Records contained in a dataset
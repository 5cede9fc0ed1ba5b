use std::collections::HashMap;
use std::sync::{Arc, Mutex, PoisonError};
use tokio::sync::{Mutex as AsyncMutex, OwnedMutexGuard};

/// Hands out one async mutex per loan id.
///
/// Holding the guard serializes every read-modify-write against that loan
/// within this process. Entries are never evicted; loans are never deleted
/// either, so the registry is bounded by the number of loans.
#[derive(Default)]
pub struct LoanLocks {
    locks: Mutex<HashMap<String, Arc<AsyncMutex<()>>>>,
}

impl LoanLocks {
    pub fn new() -> Self {
        Self::default()
    }

    pub async fn acquire(&self, loan_id: &str) -> OwnedMutexGuard<()> {
        let lock = {
            let mut locks = self.locks.lock().unwrap_or_else(PoisonError::into_inner);
            locks.entry(loan_id.to_string()).or_default().clone()
        };
        lock.lock_owned().await
    }
}
impl RocksDBStore {
    /// Opens or creates a RocksDB instance at the specified path.
    ///
    /// Ensures that the required column families exist.
    ///
    /// # Arguments
    ///
    /// * `path` - The filesystem path where the database will be stored.
    pub fn open<P: AsRef<Path>>(path: P) -> Result<Self> {
        let mut opts = Options::default();
        opts.create_if_missing(true);
        opts.create_missing_column_families(true);

        let families = [CF_LOANS, CF_SCHEDULES, CF_PAYMENTS]
            .into_iter()
            .map(|name| ColumnFamilyDescriptor::new(name, Options::default()));

        let db = DB::open_cf_descriptors(&opts, path, families)?;

        Ok(Self {
            db: Arc::new(db),
            writer: Arc::new(Mutex::new(())),
        })
    }

    fn cf(&self, name: &str) -> Result<&ColumnFamily> {
        self.db.cf_handle(name).ok_or_else(|| {
            BillingError::persistence(format!("{} column family not found", name))
        })
    }

    fn read<T: DeserializeOwned>(&self, family: &str, key: &[u8]) -> Result<Option<T>> {
        let cf = self.cf(family)?;
        match self.db.get_pinned_cf(cf, key)? {
            Some(bytes) => Ok(Some(decode(&bytes)?)),
            None => Ok(None),
        }
    }

    fn exists(&self, family: &str, key: &[u8]) -> Result<bool> {
        let cf = self.cf(family)?;
        Ok(self.db.get_pinned_cf(cf, key)?.is_some())
    }

    /// Every record of one loan in a week-keyed family, in week order.
    fn scan_loan<T: DeserializeOwned>(&self, family: &str, loan_id: &str) -> Result<Vec<T>> {
        let cf = self.cf(family)?;
        let prefix = loan_prefix(loan_id);
        let iter = self
            .db
            .iterator_cf(cf, IteratorMode::From(&prefix, Direction::Forward));

        let mut records = Vec::new();
        for item in iter {
            let (key, value) = item?;
            if !key.starts_with(&prefix) {
                break;
            }
            records.push(decode(&value)?);
        }
        Ok(records)
    }

    fn stage_loan(&self, batch: &mut WriteBatch, loan: &Loan) -> Result<()> {
        batch.put_cf(self.cf(CF_LOANS)?, loan.loan_id.as_bytes(), encode(loan)?);
        Ok(())
    }

    fn stage_installment(&self, batch: &mut WriteBatch, installment: &Installment) -> Result<()> {
        batch.put_cf(
            self.cf(CF_SCHEDULES)?,
            week_key(&installment.loan_id, installment.week_number),
            encode(installment)?,
        );
        Ok(())
    }

    fn stage_payment(&self, batch: &mut WriteBatch, payment: &Payment) -> Result<()> {
        batch.put_cf(
            self.cf(CF_PAYMENTS)?,
            week_key(&payment.loan_id, payment.week_number),
            encode(payment)?,
        );
        Ok(())
    }

    fn check_schedule(&self, schedule: &[Installment], pending_loan: Option<&str>) -> Result<()> {
        let mut seen = std::collections::HashSet::new();
        for installment in schedule {
            let known = pending_loan == Some(installment.loan_id.as_str())
                || self.exists(CF_LOANS, installment.loan_id.as_bytes())?;
            if !known {
                return Err(BillingError::persistence(format!(
                    "installment references unknown loan {}",
                    installment.loan_id
                )));
            }
            let key = week_key(&installment.loan_id, installment.week_number);
            if self.exists(CF_SCHEDULES, &key)? || !seen.insert(key) {
                return Err(BillingError::persistence(format!(
                    "duplicate installment for loan {} week {}",
                    installment.loan_id, installment.week_number
                )));
            }
        }
        Ok(())
    }

    fn check_payment(&self, payment: &Payment) -> Result<()> {
        if !self.exists(CF_LOANS, payment.loan_id.as_bytes())? {
            return Err(BillingError::NotFound(payment.loan_id.clone()));
        }
        if self.exists(CF_PAYMENTS, &week_key(&payment.loan_id, payment.week_number))? {
            return Err(BillingError::persistence(format!(
                "payment for loan {} week {} already recorded",
                payment.loan_id, payment.week_number
            )));
        }
        Ok(())
    }

    fn installment(&self, loan_id: &str, week_number: u32) -> Result<Installment> {
        self.read(CF_SCHEDULES, &week_key(loan_id, week_number))?
            .ok_or_else(|| {
                BillingError::persistence(format!(
                    "no installment for loan {} week {}",
                    loan_id, week_number
                ))
            })
    }
}

#[async_trait]
impl LoanStore for RocksDBStore {
    async fn create(&self, loan: Loan) -> Result<()> {
        let _writer = self.writer.lock().await;
        if self.exists(CF_LOANS, loan.loan_id.as_bytes())? {
            return Err(BillingError::AlreadyExists(loan.loan_id));
        }
        let mut batch = WriteBatch::default();
        self.stage_loan(&mut batch, &loan)?;
        self.db.write(batch)?;
        Ok(())
    }

    async fn get(&self, loan_id: &str) -> Result<Option<Loan>> {
        self.read(CF_LOANS, loan_id.as_bytes())
    }

    async fn update(&self, loan: Loan) -> Result<()> {
        let _writer = self.writer.lock().await;
        if !self.exists(CF_LOANS, loan.loan_id.as_bytes())? {
            return Err(BillingError::NotFound(loan.loan_id));
        }
        let mut batch = WriteBatch::default();
        self.stage_loan(&mut batch, &loan)?;
        self.db.write(batch)?;
        Ok(())
    }

    async fn get_all(&self) -> Result<Vec<Loan>> {
        let cf = self.cf(CF_LOANS)?;
        let mut loans = Vec::new();
        for item in self.db.iterator_cf(cf, IteratorMode::Start) {
            let (_key, value) = item?;
            loans.push(decode(&value)?);
        }
        Ok(loans)
    }

    async fn create_schedule_batch(&self, schedule: Vec<Installment>) -> Result<()> {
        let _writer = self.writer.lock().await;
        self.check_schedule(&schedule, None)?;
        let mut batch = WriteBatch::default();
        for installment in &schedule {
            self.stage_installment(&mut batch, installment)?;
        }
        self.db.write(batch)?;
        Ok(())
    }

    async fn get_schedule(&self, loan_id: &str) -> Result<Vec<Installment>> {
        self.scan_loan(CF_SCHEDULES, loan_id)
    }

    async fn get_overdue_schedule(
        &self,
        loan_id: &str,
        today: NaiveDate,
    ) -> Result<Vec<Installment>> {
        let installments: Vec<Installment> = self.scan_loan(CF_SCHEDULES, loan_id)?;
        Ok(schedule::past_due(&installments, today))
    }

    async fn update_installment_status(
        &self,
        loan_id: &str,
        week_number: u32,
        status: InstallmentStatus,
    ) -> Result<()> {
        let _writer = self.writer.lock().await;
        let mut installment = self.installment(loan_id, week_number)?;
        installment.status = status;
        let mut batch = WriteBatch::default();
        self.stage_installment(&mut batch, &installment)?;
        self.db.write(batch)?;
        Ok(())
    }
}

> **Exercise prompt**
Where the string "decode" turns up in a line of the data above, copy that whole line.

> **Your solution**
            Some(bytes) => Ok(Some(decode(&bytes)?)),
            records.push(decode(&value)?);
            loans.push(decode(&value)?);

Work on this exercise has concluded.